Looking back, we hope our reports have played a role in helping to establish “risk management” as a discipline alongside “strategic planning” and “program evaluation.” We’re optimistic this will happen given that leading technical assistance providers are now incorporating risk management into their work. We also believe that a dose of dour risk management can help improve the state of strategic planning in the sector. Strategic planning is too often not taken seriously because it seems divorced from the past, short on contingencies, and long on magical thinking.

There are certainly a lot of risks out there. The recent stock market wobble won’t help giving. The new tax law has put pressure on state and local budgets yet demand for the traditional work of nonprofits seems likely to grow given the opioid epidemic, continuing inequality, the aging of the population and much needed reforms in criminal justice. In certain areas such as higher education and those parts of human services moving toward value-based payment, we expect a lot of consolidation, restructuring and even failures.  

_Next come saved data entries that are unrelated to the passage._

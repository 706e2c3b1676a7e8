//! Model-based check of the seat state machine.

use proptest::prelude::*;
use proptest::test_runner::TestCaseError;
use seat_booking::{BookingError, BookingFacade, MemorySeatStore};

const SEATS: u32 = 8;

#[derive(Debug, Clone)]
enum Op {
    Book(u32, String),
    Cancel(u32),
    Reset,
}

fn op() -> impl Strategy<Value = Op> {
    prop_oneof![
        6 => (0..=SEATS + 1, "[a-z]{1,6}").prop_map(|(s, u)| Op::Book(s, u)),
        4 => (0..=SEATS + 1).prop_map(Op::Cancel),
        1 => Just(Op::Reset),
    ]
}

proptest! {
    #[test]
    fn facade_matches_reference_model(ops in prop::collection::vec(op(), 1..60)) {
        let rt = tokio::runtime::Builder::new_current_thread()
            .enable_all()
            .build()
            .unwrap();

        rt.block_on(async {
            let facade = BookingFacade::new(MemorySeatStore::new(SEATS).unwrap()).unwrap();
            let mut model: Vec<Option<String>> = vec![None; SEATS as usize];

            for op in ops {
                match op {
                    Op::Book(seat, user) => {
                        let result = facade.book(seat, &user).await;
                        if seat == 0 || seat > SEATS {
                            prop_assert!(
                                matches!(result, Err(BookingError::InvalidSeat { .. })),
                                "expected InvalidSeat for seat {}",
                                seat
                            );
                            continue;
                        }
                        let slot = &mut model[(seat - 1) as usize];
                        let expected = slot.is_none();
                        if expected {
                            *slot = Some(user);
                        }
                        prop_assert_eq!(result.unwrap(), expected);
                    }
                    Op::Cancel(seat) => {
                        let result = facade.cancel(seat).await;
                        if seat == 0 || seat > SEATS {
                            prop_assert!(
                                matches!(result, Err(BookingError::InvalidSeat { .. })),
                                "expected InvalidSeat for seat {}",
                                seat
                            );
                            continue;
                        }
                        let expected = model[(seat - 1) as usize].take().is_some();
                        prop_assert_eq!(result.unwrap(), expected);
                    }
                    Op::Reset => {
                        facade.reset().await.unwrap();
                        model.iter_mut().for_each(|slot| *slot = None);
                    }
                }

                let actual: Vec<(u32, String)> = facade
                    .list_booked()
                    .await
                    .unwrap()
                    .into_iter()
                    .map(|b| (b.seat_number, b.booked_by))
                    .collect();
                let expected: Vec<(u32, String)> = model
                    .iter()
                    .enumerate()
                    .filter_map(|(i, slot)| slot.clone().map(|u| (i as u32 + 1, u)))
                    .collect();
                prop_assert_eq!(actual, expected);
            }
            Ok::<(), TestCaseError>(())
        })?;
    }
}
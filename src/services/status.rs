//! status.rs
//!
//! Журнал состояния зала. Вместо периодического опроса хранилища
//! репортёр подписан на события `BookingFacade` и пишет в лог текущие
//! брони после каждого изменения.

use tokio::sync::broadcast::{self, error::RecvError};
use tokio::task::JoinHandle;
use tracing::{debug, error, info, warn};

use crate::facade::{BookingFacade, SeatEvent};
use crate::store::SeatStore;

pub struct StatusReporter<S> {
    facade: BookingFacade<S>,
}

impl<S: SeatStore> StatusReporter<S> {
    pub fn new(facade: BookingFacade<S>) -> Self {
        Self { facade }
    }

    /// Запускает репортёр в фоне. Задача живёт, пока её не прервут через
    /// `JoinHandle::abort`.
    pub fn spawn(self) -> JoinHandle<()> {
        let events = self.facade.subscribe();
        tokio::spawn(self.run(events))
    }

    async fn run(self, mut events: broadcast::Receiver<SeatEvent>) {
        info!("Status reporter started");
        loop {
            match events.recv().await {
                Ok(event) => {
                    debug!(?event, "Seat state changed");
                    self.report().await;
                }
                Err(RecvError::Lagged(skipped)) => {
                    warn!(skipped, "Status reporter lagged behind seat events");
                    self.report().await;
                }
                Err(RecvError::Closed) => break,
            }
        }
        info!("Status reporter stopped");
    }

    /// Пишет текущие брони в лог и возвращает их строками вида
    /// "Seat 5 booked by Bob".
    pub async fn report(&self) -> Vec<String> {
        let bookings = match self.facade.list_booked().await {
            Ok(bookings) => bookings,
            Err(e) => {
                error!("Failed to read bookings for status report: {}", e);
                return Vec::new();
            }
        };

        let lines: Vec<String> = bookings
            .iter()
            .map(|b| format!("Seat {} booked by {}", b.seat_number, b.booked_by))
            .collect();

        info!(
            booked = lines.len(),
            total = self.facade.total_tickets(),
            "Current ticket status"
        );
        for line in &lines {
            info!("  {}", line);
        }
        lines
    }
}
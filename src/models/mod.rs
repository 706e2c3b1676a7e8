pub mod seat;

pub use seat::{Booking, Seat, SeatState};
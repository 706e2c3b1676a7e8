use chrono::{DateTime, Utc};
use sqlx::FromRow;
use tracing::{debug, info, warn};

use crate::config::DatabaseConfig;
use crate::database::Database;
use crate::error::{BookingError, BookingResult};
use crate::models::{Booking, Seat, SeatState};
use crate::store::SeatStore;

/// Места в таблице `tickets`. Брони переживают перезапуск процесса.
pub struct PgSeatStore {
    db: Database,
    total_tickets: u32,
}

#[derive(Debug, FromRow)]
struct TicketRow {
    seat_number: i32,
    is_booked: bool,
    booked_by: Option<String>,
    booked_at: Option<DateTime<Utc>>,
}

impl TicketRow {
    fn into_seat(self) -> BookingResult<Seat> {
        let raw = i64::from(self.seat_number);
        let number = match u32::try_from(self.seat_number) {
            Ok(number) if number > 0 => number,
            _ => return Err(BookingError::InconsistentRow(raw)),
        };
        let state = match (self.is_booked, self.booked_by, self.booked_at) {
            (true, Some(by), Some(at)) => SeatState::Booked { by, at },
            (false, None, None) => SeatState::Free,
            _ => return Err(BookingError::InconsistentRow(raw)),
        };
        Ok(Seat::with_state(number, state))
    }
}

// В Postgres нет беззнаковых целых
fn pg_seat(number: u32) -> BookingResult<i32> {
    i32::try_from(number).map_err(|_| BookingError::SeatNotPersisted(number))
}

impl PgSeatStore {
    /// Подключается, применяет миграции и создаёт недостающие места.
    /// Уже существующие брони сохраняются.
    pub async fn connect(config: &DatabaseConfig, total_tickets: u32) -> BookingResult<Self> {
        let db = Database::connect(config).await?;
        db.run_migrations().await?;
        Self::with_database(db, total_tickets).await
    }

    pub async fn with_database(db: Database, total_tickets: u32) -> BookingResult<Self> {
        if total_tickets == 0 {
            return Err(BookingError::EmptyInventory);
        }
        let total = pg_seat(total_tickets)?;

        let inserted = sqlx::query(
            "INSERT INTO tickets (seat_number)
             SELECT generate_series(1, $1)
             ON CONFLICT (seat_number) DO NOTHING",
        )
        .bind(total)
        .execute(&db.pool)
        .await?
        .rows_affected();

        let extra: i64 = sqlx::query_scalar("SELECT COUNT(*) FROM tickets WHERE seat_number > $1")
            .bind(total)
            .fetch_one(&db.pool)
            .await?;
        if extra > 0 {
            warn!(extra, total_tickets, "Ignoring stored seats beyond the configured inventory");
        }

        info!(total_tickets, inserted, "Ticket table initialized");
        Ok(Self { db, total_tickets })
    }

    async fn commit_update(
        &self,
        target: String,
        query: sqlx::query::Query<'_, sqlx::Postgres, sqlx::postgres::PgArguments>,
        expected_rows: u64,
    ) -> BookingResult<()> {
        let mut tx = self.db.pool.begin().await?;

        let affected = query.execute(&mut *tx).await?.rows_affected();
        if affected != expected_rows {
            if let Err(e) = tx.rollback().await {
                warn!(%target, "Rollback after rejected update failed: {}", e);
            }
            return Err(BookingError::CommitFailure {
                target,
                reason: format!("expected {expected_rows} updated rows, got {affected}"),
            });
        }

        tx.commit().await.map_err(|e| BookingError::CommitFailure {
            target,
            reason: e.to_string(),
        })
    }
}

impl SeatStore for PgSeatStore {
    fn total_tickets(&self) -> u32 {
        self.total_tickets
    }

    async fn fetch(&mut self, number: u32) -> BookingResult<Seat> {
        let row: Option<TicketRow> = sqlx::query_as(
            "SELECT seat_number, is_booked, booked_by, booked_at
             FROM tickets
             WHERE seat_number = $1",
        )
        .bind(pg_seat(number)?)
        .fetch_optional(&self.db.pool)
        .await?;

        row.ok_or(BookingError::SeatNotPersisted(number))?.into_seat()
    }

    async fn save(&mut self, seat: &Seat) -> BookingResult<()> {
        let query = sqlx::query(
            "UPDATE tickets
             SET is_booked = $2, booked_by = $3, booked_at = $4
             WHERE seat_number = $1",
        )
        .bind(pg_seat(seat.number)?)
        .bind(seat.is_booked())
        .bind(seat.booked_by().map(str::to_string))
        .bind(seat.booked_at());

        self.commit_update(format!("seat {}", seat.number), query, 1)
            .await?;
        debug!(seat = seat.number, booked = seat.is_booked(), "Seat state committed");
        Ok(())
    }

    async fn seats(&mut self) -> BookingResult<Vec<Seat>> {
        let rows: Vec<TicketRow> = sqlx::query_as(
            "SELECT seat_number, is_booked, booked_by, booked_at
             FROM tickets
             WHERE seat_number BETWEEN 1 AND $1
             ORDER BY seat_number",
        )
        .bind(pg_seat(self.total_tickets)?)
        .fetch_all(&self.db.pool)
        .await?;

        rows.into_iter().map(TicketRow::into_seat).collect()
    }

    async fn booked(&mut self) -> BookingResult<Vec<Booking>> {
        let rows: Vec<TicketRow> = sqlx::query_as(
            "SELECT seat_number, is_booked, booked_by, booked_at
             FROM tickets
             WHERE is_booked = TRUE AND seat_number BETWEEN 1 AND $1
             ORDER BY seat_number",
        )
        .bind(pg_seat(self.total_tickets)?)
        .fetch_all(&self.db.pool)
        .await?;

        let mut bookings = Vec::with_capacity(rows.len());
        for row in rows {
            let seat = row.into_seat()?;
            let number = seat.number;
            bookings.push(
                seat.booking()
                    .ok_or(BookingError::InconsistentRow(i64::from(number)))?,
            );
        }
        Ok(bookings)
    }

    async fn clear(&mut self) -> BookingResult<()> {
        let mut tx = self.db.pool.begin().await?;
        sqlx::query(
            "UPDATE tickets
             SET is_booked = FALSE, booked_by = NULL, booked_at = NULL
             WHERE is_booked = TRUE",
        )
        .execute(&mut *tx)
        .await?;

        tx.commit().await.map_err(|e| BookingError::CommitFailure {
            target: "reset".to_string(),
            reason: e.to_string(),
        })
    }

    async fn close(&mut self) {
        self.db.close().await;
    }
}
use axum::{
    extract::{Path, State},
    http::StatusCode,
    response::IntoResponse,
    routing::{get, post},
    Json, Router,
};
use serde::{Deserialize, Serialize};
use std::sync::Arc;

use crate::error::BookingError;
use crate::models::{Booking, Seat};
use crate::AppState;

pub fn routes() -> Router<Arc<AppState>> {
    Router::new()
        .route("/seats", get(list_seats))
        .route("/seats/{seat}/book", post(book_seat))
        .route("/seats/{seat}/cancel", post(cancel_seat))
        .route("/bookings", get(list_bookings))
        .route("/reset", post(reset_bookings))
}

/* ---------- helpers ---------- */

fn error_response(err: BookingError) -> (StatusCode, String) {
    if err.is_caller_error() {
        return (StatusCode::BAD_REQUEST, err.to_string());
    }
    if err.is_unavailable() {
        tracing::warn!("booking store unavailable: {}", err);
        return (StatusCode::SERVICE_UNAVAILABLE, err.to_string());
    }
    tracing::error!("booking operation failed: {:?}", err);
    (StatusCode::INTERNAL_SERVER_ERROR, "Booking operation failed".to_string())
}

/* ---------- SEATS ---------- */

#[derive(Debug, Serialize)]
struct SeatsResponse {
    total: u32,
    seats: Vec<Seat>,
}

// GET /api/seats
async fn list_seats(
    State(state): State<Arc<AppState>>,
) -> Result<impl IntoResponse, (StatusCode, String)> {
    let seats = state.facade.seats().await.map_err(error_response)?;
    Ok(Json(SeatsResponse {
        total: state.facade.total_tickets(),
        seats,
    }))
}

// POST /api/seats/{seat}/book
#[derive(Debug, Deserialize)]
struct BookSeatRequest {
    user: String,
}

#[derive(Debug, Serialize)]
struct SeatActionResponse {
    seat: u32,
    booked: bool,
    message: String,
}

async fn book_seat(
    State(state): State<Arc<AppState>>,
    Path(seat): Path<u32>,
    Json(req): Json<BookSeatRequest>,
) -> Result<impl IntoResponse, (StatusCode, String)> {
    let booked = state
        .facade
        .book(seat, &req.user)
        .await
        .map_err(error_response)?;

    if !booked {
        return Err((StatusCode::CONFLICT, format!("Seat {} is already booked!", seat)));
    }

    Ok(Json(SeatActionResponse {
        seat,
        booked: true,
        message: format!("Seat {} has been booked by {}!", seat, req.user),
    }))
}

// POST /api/seats/{seat}/cancel
async fn cancel_seat(
    State(state): State<Arc<AppState>>,
    Path(seat): Path<u32>,
) -> Result<impl IntoResponse, (StatusCode, String)> {
    let cancelled = state.facade.cancel(seat).await.map_err(error_response)?;

    if !cancelled {
        return Err((StatusCode::CONFLICT, format!("Seat {} is not booked yet!", seat)));
    }

    Ok(Json(SeatActionResponse {
        seat,
        booked: false,
        message: format!("Booking for seat {} has been cancelled!", seat),
    }))
}

/* ---------- BOOKINGS ---------- */

// GET /api/bookings
async fn list_bookings(
    State(state): State<Arc<AppState>>,
) -> Result<Json<Vec<Booking>>, (StatusCode, String)> {
    state
        .facade
        .list_booked()
        .await
        .map(Json)
        .map_err(error_response)
}

// POST /api/reset
async fn reset_bookings(
    State(state): State<Arc<AppState>>,
) -> Result<StatusCode, (StatusCode, String)> {
    state.facade.reset().await.map_err(error_response)?;
    Ok(StatusCode::NO_CONTENT)
}
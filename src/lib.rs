pub mod config;
pub mod controllers;
pub mod database;
pub mod error;
pub mod facade;
pub mod inventory;
pub mod models;
pub mod services;
pub mod store;

use std::sync::Arc;

pub use error::{BookingError, BookingResult};
pub use facade::{BookingFacade, FacadeOptions, SeatEvent};
pub use inventory::SeatInventory;
pub use models::{Booking, Seat, SeatState};
pub use store::{Backend, MemorySeatStore, PgSeatStore, SeatStore};

// Shared state для всего приложения
#[derive(Clone)]
pub struct AppState {
    pub facade: BookingFacade<Backend>,
    pub config: config::Config,
}

impl AppState {
    /// Выбирает хранилище по конфигурации: Postgres, если задан
    /// `DATABASE_URL`, иначе память. Недоступная база - ошибка, а не
    /// тихий откат на память.
    pub async fn new(config: config::Config) -> BookingResult<Arc<Self>> {
        let total = config.inventory.total_tickets;
        let backend = match &config.database {
            Some(db) => Backend::Postgres(PgSeatStore::connect(db, total).await?),
            None => Backend::Memory(MemorySeatStore::new(total)?),
        };
        tracing::info!(backend = backend.kind(), total, "Seat store ready");

        let options = FacadeOptions {
            lock_timeout: config.inventory.lock_timeout(),
            event_buffer: config.inventory.event_buffer,
        };
        let facade = BookingFacade::with_options(backend, options)?;

        Ok(Arc::new(Self { facade, config }))
    }
}
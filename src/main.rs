use anyhow::Context;
use std::net::SocketAddr;
use tracing::info;
use tracing_subscriber::{layer::SubscriberExt, util::SubscriberInitExt};

use seat_booking::{
    config::{Config, LogFormat},
    controllers,
    services::status::StatusReporter,
    AppState,
};

#[global_allocator]
static GLOBAL: mimalloc::MiMalloc = mimalloc::MiMalloc;

fn init_tracing(config: &Config) {
    let registry = tracing_subscriber::registry()
        .with(tracing_subscriber::EnvFilter::new(&config.app.rust_log));

    match config.app.log_format {
        LogFormat::Json => registry.with(tracing_subscriber::fmt::layer().json()).init(),
        LogFormat::Pretty => registry.with(tracing_subscriber::fmt::layer()).init(),
    }
}

async fn shutdown_signal() {
    if let Err(e) = tokio::signal::ctrl_c().await {
        tracing::error!("Failed to listen for shutdown signal: {}", e);
    }
    info!("Shutdown signal received");
}

#[tokio::main]
async fn main() -> anyhow::Result<()> {
    dotenvy::dotenv().ok();
    let config = Config::from_env().context("invalid configuration")?;
    init_tracing(&config);

    info!(
        environment = %config.app.environment,
        total_tickets = config.inventory.total_tickets,
        "Starting seat booking service"
    );

    // Недоступное хранилище останавливает запуск
    let state = AppState::new(config.clone())
        .await
        .context("failed to initialize seat store")?;

    // --- Start background tasks ---
    let reporter = StatusReporter::new(state.facade.clone());
    reporter.report().await;
    let reporter_task = reporter.spawn();

    // --- Start the web server ---
    let app = controllers::app(state.clone());

    let ip = config
        .app
        .host
        .parse::<std::net::IpAddr>()
        .with_context(|| format!("HOST '{}' is not an IP address", config.app.host))?;
    let addr = SocketAddr::new(ip, config.app.port);
    info!("Server listening on {}", addr);

    let listener = tokio::net::TcpListener::bind(addr)
        .await
        .with_context(|| format!("failed to bind {}", addr))?;
    axum::serve(listener, app.into_make_service())
        .with_graceful_shutdown(shutdown_signal())
        .await
        .context("server error")?;

    reporter_task.abort();
    state.facade.close().await;
    info!("Seat booking service stopped");
    Ok(())
}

On the other hand, nonprofits committed to outcomes have increasingly inexpensive ways to measure their results. And these data will show what we already know: well-run nonprofits are better able than government or the private sector to deliver the goods. 

John MacIntosh is a partner at SeaChange Capital Partners, which helps nonprofits complete transactions including mergers, acquisitions, joint-ventures, financings, divestments and dissolutions. Dylan Roberts is a partner at Oliver Wyman, a global management consulting firm with more than 4,000 consultants.